*Supplied records:*
=== Section Start ===
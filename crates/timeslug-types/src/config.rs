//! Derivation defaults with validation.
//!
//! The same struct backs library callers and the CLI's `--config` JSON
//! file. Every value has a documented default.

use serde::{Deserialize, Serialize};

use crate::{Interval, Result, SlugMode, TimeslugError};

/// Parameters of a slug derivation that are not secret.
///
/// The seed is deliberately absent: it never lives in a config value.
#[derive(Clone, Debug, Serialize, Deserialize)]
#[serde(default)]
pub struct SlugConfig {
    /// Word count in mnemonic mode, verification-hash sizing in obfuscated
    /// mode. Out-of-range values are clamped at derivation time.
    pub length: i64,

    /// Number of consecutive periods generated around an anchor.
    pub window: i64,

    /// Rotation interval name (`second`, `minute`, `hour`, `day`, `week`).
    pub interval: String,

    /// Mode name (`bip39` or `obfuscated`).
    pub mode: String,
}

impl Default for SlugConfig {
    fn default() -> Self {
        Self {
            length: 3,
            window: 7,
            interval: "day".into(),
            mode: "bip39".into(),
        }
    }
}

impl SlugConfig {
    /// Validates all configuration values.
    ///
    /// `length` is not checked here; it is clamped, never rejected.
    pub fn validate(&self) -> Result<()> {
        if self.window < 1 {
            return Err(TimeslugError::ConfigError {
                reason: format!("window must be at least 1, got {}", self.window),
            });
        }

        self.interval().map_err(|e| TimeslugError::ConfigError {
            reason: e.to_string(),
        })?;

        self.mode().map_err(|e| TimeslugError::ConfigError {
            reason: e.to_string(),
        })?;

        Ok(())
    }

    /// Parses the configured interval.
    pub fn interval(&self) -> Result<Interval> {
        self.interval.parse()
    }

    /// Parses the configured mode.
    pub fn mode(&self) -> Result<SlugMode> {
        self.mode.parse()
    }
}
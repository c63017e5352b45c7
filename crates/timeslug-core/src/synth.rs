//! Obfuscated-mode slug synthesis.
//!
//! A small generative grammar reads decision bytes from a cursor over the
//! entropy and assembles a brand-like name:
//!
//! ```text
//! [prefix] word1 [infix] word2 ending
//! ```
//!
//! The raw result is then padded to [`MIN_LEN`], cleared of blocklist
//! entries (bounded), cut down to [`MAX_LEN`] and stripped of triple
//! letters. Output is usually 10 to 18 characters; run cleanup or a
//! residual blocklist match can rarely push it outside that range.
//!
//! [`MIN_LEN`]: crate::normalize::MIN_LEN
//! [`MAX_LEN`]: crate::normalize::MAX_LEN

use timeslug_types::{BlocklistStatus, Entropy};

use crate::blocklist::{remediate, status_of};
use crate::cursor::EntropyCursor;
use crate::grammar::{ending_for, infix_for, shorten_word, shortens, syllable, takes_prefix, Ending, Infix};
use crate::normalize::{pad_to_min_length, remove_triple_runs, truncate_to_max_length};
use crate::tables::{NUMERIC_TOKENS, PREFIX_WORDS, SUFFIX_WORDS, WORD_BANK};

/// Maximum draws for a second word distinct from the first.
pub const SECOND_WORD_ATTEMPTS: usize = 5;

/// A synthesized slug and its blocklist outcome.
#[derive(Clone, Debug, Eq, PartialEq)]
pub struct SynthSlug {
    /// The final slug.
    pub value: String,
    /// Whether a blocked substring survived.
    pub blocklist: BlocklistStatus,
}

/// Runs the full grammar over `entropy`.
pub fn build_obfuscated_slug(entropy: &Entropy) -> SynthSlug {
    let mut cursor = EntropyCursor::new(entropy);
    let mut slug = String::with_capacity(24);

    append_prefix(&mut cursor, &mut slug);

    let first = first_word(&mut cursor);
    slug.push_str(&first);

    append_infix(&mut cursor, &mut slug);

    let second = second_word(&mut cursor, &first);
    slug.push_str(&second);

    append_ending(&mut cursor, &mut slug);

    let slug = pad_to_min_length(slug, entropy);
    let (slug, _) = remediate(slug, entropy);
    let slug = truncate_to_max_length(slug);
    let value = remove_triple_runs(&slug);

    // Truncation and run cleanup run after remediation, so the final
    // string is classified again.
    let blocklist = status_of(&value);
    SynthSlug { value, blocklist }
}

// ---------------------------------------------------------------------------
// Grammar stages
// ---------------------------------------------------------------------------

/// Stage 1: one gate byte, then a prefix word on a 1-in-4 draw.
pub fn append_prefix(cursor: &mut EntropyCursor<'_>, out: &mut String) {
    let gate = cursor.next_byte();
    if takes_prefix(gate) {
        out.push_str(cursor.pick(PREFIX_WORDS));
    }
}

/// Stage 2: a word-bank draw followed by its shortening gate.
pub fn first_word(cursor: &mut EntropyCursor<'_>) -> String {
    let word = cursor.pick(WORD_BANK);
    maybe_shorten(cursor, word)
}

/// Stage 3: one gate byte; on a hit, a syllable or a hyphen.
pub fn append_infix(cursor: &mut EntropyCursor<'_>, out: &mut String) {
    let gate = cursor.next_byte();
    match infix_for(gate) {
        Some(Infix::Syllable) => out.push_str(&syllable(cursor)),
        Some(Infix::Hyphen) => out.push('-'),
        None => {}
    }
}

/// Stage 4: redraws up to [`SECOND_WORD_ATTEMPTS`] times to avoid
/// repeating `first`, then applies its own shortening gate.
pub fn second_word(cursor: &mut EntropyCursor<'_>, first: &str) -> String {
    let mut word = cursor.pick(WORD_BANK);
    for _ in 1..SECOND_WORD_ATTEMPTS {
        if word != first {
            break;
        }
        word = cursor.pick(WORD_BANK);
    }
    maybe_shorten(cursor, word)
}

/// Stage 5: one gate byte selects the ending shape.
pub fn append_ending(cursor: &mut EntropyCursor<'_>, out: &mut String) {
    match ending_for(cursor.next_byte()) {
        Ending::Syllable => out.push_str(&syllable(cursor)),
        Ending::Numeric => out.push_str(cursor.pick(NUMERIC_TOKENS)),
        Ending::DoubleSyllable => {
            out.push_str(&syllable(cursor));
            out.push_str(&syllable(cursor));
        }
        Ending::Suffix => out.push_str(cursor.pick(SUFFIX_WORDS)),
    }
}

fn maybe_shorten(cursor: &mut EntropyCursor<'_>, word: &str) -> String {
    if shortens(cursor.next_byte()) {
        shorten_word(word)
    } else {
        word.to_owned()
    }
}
=== Section End ===
=== Section Start ===
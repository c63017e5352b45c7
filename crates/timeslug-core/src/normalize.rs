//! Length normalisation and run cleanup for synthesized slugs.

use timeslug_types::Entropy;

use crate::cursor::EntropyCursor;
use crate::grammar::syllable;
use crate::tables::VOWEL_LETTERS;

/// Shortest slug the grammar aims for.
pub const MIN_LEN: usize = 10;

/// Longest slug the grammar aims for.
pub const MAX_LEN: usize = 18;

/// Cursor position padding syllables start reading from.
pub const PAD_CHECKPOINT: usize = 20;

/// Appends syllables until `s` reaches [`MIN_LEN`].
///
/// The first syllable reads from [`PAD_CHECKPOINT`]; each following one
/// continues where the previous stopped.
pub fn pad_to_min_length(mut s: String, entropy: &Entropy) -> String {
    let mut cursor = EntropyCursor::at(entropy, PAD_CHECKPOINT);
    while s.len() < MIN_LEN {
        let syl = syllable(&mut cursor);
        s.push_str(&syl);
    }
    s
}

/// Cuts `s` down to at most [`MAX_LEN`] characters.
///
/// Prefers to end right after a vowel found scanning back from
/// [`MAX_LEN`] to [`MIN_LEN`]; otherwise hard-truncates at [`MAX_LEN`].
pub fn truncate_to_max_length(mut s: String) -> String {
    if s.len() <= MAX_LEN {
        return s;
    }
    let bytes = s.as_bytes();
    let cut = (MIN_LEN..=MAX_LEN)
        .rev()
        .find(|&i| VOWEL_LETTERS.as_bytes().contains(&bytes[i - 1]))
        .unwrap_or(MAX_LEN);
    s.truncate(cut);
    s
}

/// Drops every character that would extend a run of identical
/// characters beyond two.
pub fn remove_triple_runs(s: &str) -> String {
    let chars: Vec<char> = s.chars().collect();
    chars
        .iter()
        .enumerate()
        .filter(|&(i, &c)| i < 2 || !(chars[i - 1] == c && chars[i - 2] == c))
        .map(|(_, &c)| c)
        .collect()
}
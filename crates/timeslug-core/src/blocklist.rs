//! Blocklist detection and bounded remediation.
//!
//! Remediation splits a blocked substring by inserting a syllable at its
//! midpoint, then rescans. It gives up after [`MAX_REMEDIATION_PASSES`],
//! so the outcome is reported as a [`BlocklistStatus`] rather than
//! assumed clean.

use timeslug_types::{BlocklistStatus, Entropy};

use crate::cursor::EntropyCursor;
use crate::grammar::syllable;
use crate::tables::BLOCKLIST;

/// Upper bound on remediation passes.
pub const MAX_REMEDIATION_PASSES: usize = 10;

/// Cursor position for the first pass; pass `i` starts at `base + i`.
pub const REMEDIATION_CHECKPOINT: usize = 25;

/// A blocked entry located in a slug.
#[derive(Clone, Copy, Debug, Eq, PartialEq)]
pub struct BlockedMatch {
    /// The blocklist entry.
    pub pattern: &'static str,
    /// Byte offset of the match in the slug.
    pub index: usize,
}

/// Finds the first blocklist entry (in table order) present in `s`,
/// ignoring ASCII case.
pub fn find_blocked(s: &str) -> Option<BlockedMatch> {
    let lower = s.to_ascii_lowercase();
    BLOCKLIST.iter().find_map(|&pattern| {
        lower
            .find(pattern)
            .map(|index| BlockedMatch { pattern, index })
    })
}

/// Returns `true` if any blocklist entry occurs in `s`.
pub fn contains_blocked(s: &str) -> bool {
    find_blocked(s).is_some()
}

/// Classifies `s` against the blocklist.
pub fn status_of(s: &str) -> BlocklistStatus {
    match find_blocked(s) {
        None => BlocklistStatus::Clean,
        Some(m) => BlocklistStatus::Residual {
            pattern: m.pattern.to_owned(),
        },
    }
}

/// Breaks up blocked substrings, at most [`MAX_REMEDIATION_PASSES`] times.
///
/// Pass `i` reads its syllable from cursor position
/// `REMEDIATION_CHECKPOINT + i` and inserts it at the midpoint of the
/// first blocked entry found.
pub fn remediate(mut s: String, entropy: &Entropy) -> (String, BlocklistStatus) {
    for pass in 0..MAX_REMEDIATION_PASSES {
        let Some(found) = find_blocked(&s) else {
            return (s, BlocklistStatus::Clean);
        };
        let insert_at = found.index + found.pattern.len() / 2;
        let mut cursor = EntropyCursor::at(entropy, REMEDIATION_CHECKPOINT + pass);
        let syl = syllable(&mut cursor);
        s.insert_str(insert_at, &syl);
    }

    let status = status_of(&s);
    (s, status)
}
=== Section End ===
=== Section Start ===
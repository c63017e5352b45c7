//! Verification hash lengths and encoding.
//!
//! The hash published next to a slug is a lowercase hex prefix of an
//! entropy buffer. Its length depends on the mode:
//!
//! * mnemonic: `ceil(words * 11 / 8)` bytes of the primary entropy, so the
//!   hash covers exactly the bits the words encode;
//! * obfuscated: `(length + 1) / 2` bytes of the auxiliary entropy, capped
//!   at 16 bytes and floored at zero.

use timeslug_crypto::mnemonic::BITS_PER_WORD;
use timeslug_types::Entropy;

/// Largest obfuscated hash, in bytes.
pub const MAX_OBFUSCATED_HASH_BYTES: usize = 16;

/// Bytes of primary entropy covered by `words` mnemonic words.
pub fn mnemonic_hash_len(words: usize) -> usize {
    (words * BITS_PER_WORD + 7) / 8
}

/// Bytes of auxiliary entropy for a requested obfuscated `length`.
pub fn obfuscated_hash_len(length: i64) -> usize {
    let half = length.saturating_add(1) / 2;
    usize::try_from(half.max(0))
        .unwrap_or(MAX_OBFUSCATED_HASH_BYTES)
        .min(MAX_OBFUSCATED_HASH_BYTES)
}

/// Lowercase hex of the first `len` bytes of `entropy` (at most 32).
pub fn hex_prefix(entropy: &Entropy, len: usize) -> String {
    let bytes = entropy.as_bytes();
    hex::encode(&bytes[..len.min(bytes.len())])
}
=== Section End ===
Once the lines holding the word "characters" in the material above are counted, report that number by itself.

*The completed task:*
3